# Proyecto de Brazo con movimiento en linea recta



## javy-metal (Feb 1, 2008)

_Hola yo soy un estudiante de la carrera de mecatronica, me han pedido un proyecto de un brazo robot que aparte de levantar objetos los pueda trasladar hacia otro sitio en linea recta, sin pilas, solo con el voltaje de la PC el proyecto es para la materia de programacion, lo demas corre por nuestra cuenta, quisiera saber si me pueden ayudar con algunas opciones, a mi me parece bien hacerlo de Lego, como ven?_


----------



## sarjasalc (Feb 1, 2008)

Quien te dijo que no debias usar pilas ?

oye mucho cuidado con eso no vallas a quemar los puertos de tu pc   
el concejo que te doy es que definas primero que puerto vas a utilizar si el serial el paralelo o el usb personalmente no manejo el usb pero los otros dos si.

Que programa vas a utilizar para la logica del brazo robot ?

te recomiendo que diseñes la interface de comunicacion PC - Robot con optoacopladores para que tu pc no corra riesgos de nada pero logicamente tienes que utilizar una fuente de voltaje externa ya que si vas a mover el brazo robot necesitaras mover motores los cuales te piden mucha corriente que el puerto del pc no te podra entregar y si te la entrega posiblemente lo quemaras.


----------



## anthony123 (Feb 1, 2008)

Exacto: optos,puente H, mecanica y diseño de la interface PC-->robot


----------



## ZOH (Feb 1, 2008)

Ya es claro que los puertos no tienen la energía suficiente, sugiero que hagas un muy buen diseño mecánico, los servos son buena opción pero ten en cuenta los contrapesos para aprovechar al máximo el torque de los servos en trabajo efectivo, si sabes de vision artificial te recomiendo que hagas el lazo de control con una camara que es mucho más económico.

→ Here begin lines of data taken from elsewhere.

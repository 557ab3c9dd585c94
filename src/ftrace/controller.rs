//! Arming and disarming of the retransmit tracepoint
//!
//! The controller owns the kernel-side tracing state for the session.
//! Arming is two ordered control-file writes; disarming is one write
//! that is safe to repeat, because teardown may run after a partial
//! setup or more than once.

use log::{info, warn};
use std::fs;
use std::io;
use std::path::{Path, PathBuf};

use super::{CURRENT_TRACER, RETRANSMIT_ENABLE};
use crate::domain::TraceError;

/// Owns the tracepoint's enabled/disabled state.
///
/// The tracepoint counts as armed only between a successful
/// [`activate`](Self::activate) and the first
/// [`deactivate`](Self::deactivate) attempt.
#[derive(Debug)]
pub struct TracepointController {
    root: PathBuf,
    armed: bool,
}

impl TracepointController {
    pub fn new(root: impl Into<PathBuf>) -> Self {
        Self { root: root.into(), armed: false }
    }

    /// Whether activation succeeded and no teardown has run yet.
    pub fn is_armed(&self) -> bool {
        self.armed
    }

    /// Reset the tracer to `nop`, then enable the retransmit tracepoint.
    ///
    /// # Errors
    /// [`TraceError::Setup`] when either control file rejects the write.
    /// The caller must still run teardown afterwards so a partial setup
    /// (tracer reset but tracepoint untouched, or vice versa) is not
    /// left behind.
    pub fn activate(&mut self) -> Result<(), TraceError> {
        self.write_control(CURRENT_TRACER, "nop")?;
        self.write_control(RETRANSMIT_ENABLE, "1")?;
        self.armed = true;
        info!("armed tcp:tcp_retransmit_skb under {}", self.root.display());
        Ok(())
    }

    /// Disable the tracepoint.
    ///
    /// Idempotent, and never fatal: once a shutdown is in progress a
    /// failure here is logged and swallowed, since there is nothing left
    /// to unwind to.
    pub fn deactivate(&mut self) {
        self.armed = false;
        match self.try_write(RETRANSMIT_ENABLE, "0") {
            Ok(()) => info!("disarmed tcp:tcp_retransmit_skb"),
            Err(e) => warn!("could not disable tracepoint: {e}"),
        }
    }

    pub fn root(&self) -> &Path {
        &self.root
    }

    fn write_control(&self, rel: &str, value: &str) -> Result<(), TraceError> {
        self.try_write(rel, value)
            .map_err(|source| TraceError::Setup { control: rel.to_string(), source })
    }

    fn try_write(&self, rel: &str, value: &str) -> io::Result<()> {
        fs::write(self.root.join(rel), value)
    }
}
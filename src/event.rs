//! Retransmit records and the raw-line grammar
//!
//! The kernel shares one trace buffer across every enabled event, and
//! the line layout is a kernel implementation detail. Every assumption
//! about that layout is confined to this module, so a format change in
//! a future kernel only lands here, not in the polling or reporting
//! logic.
//!
//! A buffer line looks like:
//!
//! ```text
//! curl-1543  [001] ..s.  5017.312814: tcp_retransmit_skb: sport=44062 \
//!     dport=443 saddr=10.0.0.5 daddr=93.184.216.34 saddrv6=::ffff:10.0.0.5 \
//!     daddrv6=::ffff:93.184.216.34 state=ESTABLISHED
//! ```
//!
//! The grammar is split-then-key-extract: peel the `comm-pid` token off
//! the front, then scan the remainder for the required `key=value`
//! fields. Unrelated events and malformed lines are skipped, never
//! raised.

use chrono::{DateTime, Local};

use crate::domain::Pid;

/// Marker that makes a buffer line one of ours.
const EVENT_MARKER: &str = "tcp_retransmit_skb:";

/// One parsed retransmission, in kernel emission order.
///
/// Immutable once constructed; discarded after printing.
#[derive(Debug, Clone, PartialEq, Eq)]
pub struct RetransmitRecord {
    pub task: String,
    /// Absent when the event fired from interrupt/softirq context and
    /// no usable task PID exists.
    pub pid: Option<Pid>,
    pub laddr: String,
    pub lport: u16,
    pub raddr: String,
    pub rport: u16,
    pub state: String,
    pub observed_at: DateTime<Local>,
}

/// Parse one raw buffer line.
///
/// Returns `None` both for lines belonging to other events (the buffer
/// is shared) and for lines missing any of the required fields; one bad
/// line never aborts the session. Only the IPv4 address pair is read;
/// the `saddrv6`/`daddrv6` fields present on the line are ignored.
pub fn parse_line(line: &str, observed_at: DateTime<Local>) -> Option<RetransmitRecord> {
    if !line.contains(EVENT_MARKER) {
        return None;
    }

    let (task_token, rest) = line.trim_start().split_once(char::is_whitespace)?;
    let (task, pid) = split_task_pid(task_token);

    let mut sport = None;
    let mut dport = None;
    let mut saddr = None;
    let mut daddr = None;
    let mut state = None;
    for token in rest.split_whitespace() {
        let Some((key, value)) = token.split_once('=') else {
            continue;
        };
        match key {
            "sport" => sport = value.parse::<u16>().ok(),
            "dport" => dport = value.parse::<u16>().ok(),
            "saddr" => saddr = Some(value),
            "daddr" => daddr = Some(value),
            // The kernel spells the state both ways across versions.
            "state" => state = Some(value.strip_prefix("TCP_").unwrap_or(value)),
            _ => {}
        }
    }

    Some(RetransmitRecord {
        task: task.to_string(),
        pid,
        laddr: saddr?.to_string(),
        lport: sport?,
        raddr: daddr?.to_string(),
        rport: dport?,
        state: state?.to_string(),
        observed_at,
    })
}

/// Split a `comm-pid` token on the last hyphen.
///
/// Task names may themselves contain hyphens; the PID is always the
/// final component. A token without a numeric PID, or with PID 0, came
/// from a context with no usable task (idle, interrupt, softirq) and
/// maps to an absent PID.
fn split_task_pid(token: &str) -> (&str, Option<Pid>) {
    if let Some((task, pid_str)) = token.rsplit_once('-') {
        match pid_str.parse::<u32>() {
            Ok(0) => return (task, None),
            Ok(pid) => return (task, Some(Pid(pid))),
            Err(_) => {}
        }
    }
    (token, None)
}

Cualquier duda con gusto


----------



## monkey1986 (Feb 4, 2008)

hola, para hacer un movimiento en linea recta, lo mas recomendable es q le hagas dos guias en la base del brase y a este ponerle dos rueditas, cosa q con un motor moves las ruedas y las guias hacen q el robot se deslize en linea recta, como si fueran las vias del tren... es practicamente lo mismo, enb cuanto a alimentacion , no te va a alcanzar el puerto de la pc porque este entrega muy poca corriente, y para el movimiento se suelen usar servos para los brazos roboticos, pero con un servo no podes obtener mucho torque , si queres hacer algo con mucho torque te rocmiendo que uses los motors de corriente continua que vienen con un tren de engranajes , estos motores tienen mucho torque, y para controlar dicho motor lo podes hacer , colocandole un encoder en la salida del eje y midiendo los pulsos que da este para tener una idea de en que angulo se encuentra el brazo


----------



## javy-metal (Feb 8, 2008)

ps lo de las pilas parece que si las voy a utilizar por que el proyecto ahora es inhalambrico, el problemas es que nos dijo el profesor que sin rieles mi imagino que tiene que ser como un grua, el programa que voy a utilizar es el c++ y otro que no recuerdo el nombre


----------



## ETTORE (Oct 20, 2008)

Esta loco tu profe


----------



## fernandoae (Oct 20, 2008)

quiza te dijo que uses la alimentacion de la PC refiriendose a que tomes la alimentacion de algun molex.
y si te dijo sin rieles debe querer algo similar al Wall-e jjeje


----------



## AlexIcarus (Oct 20, 2008)

Lo q podés hacer, es algo un poco más sencillo: utilizá motores paso a paso para el movimiento rectilíneo, ya que no vas a mover el robot hacia los lados, para q no tengas mucho problema con la cantidad de corriente de éstos, podés usar un driver de arreglo Darlington, el ULN2003 o ULN2004, y tambien podés usarlos para controlar el moviemiento del brazo. me imagino q si mirás el tutorial de motores paso a paso, vas a ver q se puede realizar controles para steppers para q tengas mas control del giro y éste no sea tan brusco. cualquier duda, podés contactarme


----------